In its statement announcing the award, the Nobel committee said: "The theory allows us to distinguish situations in which markets work well from those in which they do not. It has helped economists identify efficient trading mechanisms, regulation schemes and voting procedures."
A mechanism is a mathematical structure that models institutions through which economic activity is guided and coordinated. There are many such institutions; markets are the most familiar ones. Lawmakers, administrators and officers of private companies create institutions in order to achieve desired goals. They seek to do so in ways that economize on the resources needed to operate the institutions, and that provide incentives that induce the required behaviors. Their works represent systematic procedures for designing mechanisms that achieve specified performance, and economize on the resources required to operate the mechanism. The systematic design procedures are algorithms for designing informationally efficient mechanisms. When there are finitely many environments to be dealt with, and there is a Nash-implementing mechanism, our algorithms can be used to make that mechanism into an informationally efficient one. Informationally efficient dominant strategy implementation is also studied.

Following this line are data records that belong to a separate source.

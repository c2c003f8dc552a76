//! Market-data ingestion services
//!
//! The state table, poll scheduler, subscriber fan-out and streaming
//! connection manager, plus the relays that forward their output to the
//! event store.

pub mod config;
pub mod context;
pub mod event_store;
pub mod fetcher;
pub mod handlers;
pub mod notifier;
pub mod scheduler;
pub mod state_table;
pub mod stream_manager;

pub use config::IngestConfig;
pub use context::{IngestContext, BOOK_EVENT_TYPES};
pub use event_store::{
    EventStore, MemoryEventStore, PublishedEvent, MARKET_EVENTS_CHANNEL, MARKET_UPDATES_CHANNEL,
};
pub use fetcher::{fetch_book, fetch_book_or_none, fetch_snapshot};
pub use handlers::{BookEventHandler, EventRelay, HandlerChain, SnapshotRelay};
pub use notifier::{MarketSubscriber, SubscriberNotifier};
pub use scheduler::{
    CycleOutcome, CycleReport, SchedulerConfig, SchedulerState, SchedulerStatus, UpdateScheduler,
};
pub use state_table::{MarketStateTable, TableStats};
pub use stream_manager::{EventHandler, StreamConnectionManager, StreamHealth};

While highly abstract and mathematical, mechanism design theory has concrete applications in the real world, it can provide important justifications for government intervention in the operation of markets such as health care, as well as helping to construct rules that attempt to avoid the disparity in information between groups of buyers and sellers.
That gap in knowledge is known in economics as "information asymmetry" and it has become one of the most widely studied aspects of the discipline. In recent years economists such as George Akerlof and Joseph Stiglitz have been awarded Nobel prizes for their work in the field.
Because sellers have an incentive to seek the highest possible sale price, and buyers have the opposite incentive, and both parties have different levels of knowledge about the overall value of the transaction, the final outcome may not efficient for the economy as a whole. Mechanism design theory attempts to identify these breakdowns and avoid them where possible.
Hurwicz began working on forms of game theory with the influential economist Kenneth Arrow, who first outlined the pitfalls of information asymmetry in the 1960s and was awarded the Nobel prize in economics in 1972. But Arrow's work built on some of Hurwicz's research in the 1950s, and Hurwicz was regarded as having been overlooked, until now.
Myerson is a prolific author of academic papers and computer software tackling the subject. He is best known as one of the authors of an influential principle in mechanism design theory, the Myerson-Satterthwaite theorem, which finds that one side of a transaction stands to make a loss of some kind when two parties trade a good where they each have hidden and differing information.
Maskin has worked on the optimal design of auctions, alongside his colleague John Riley, and was hired to advise the Italian government on the operation of its bond auctions. He has previously worked as a research student and visiting fellow at Cambridge University.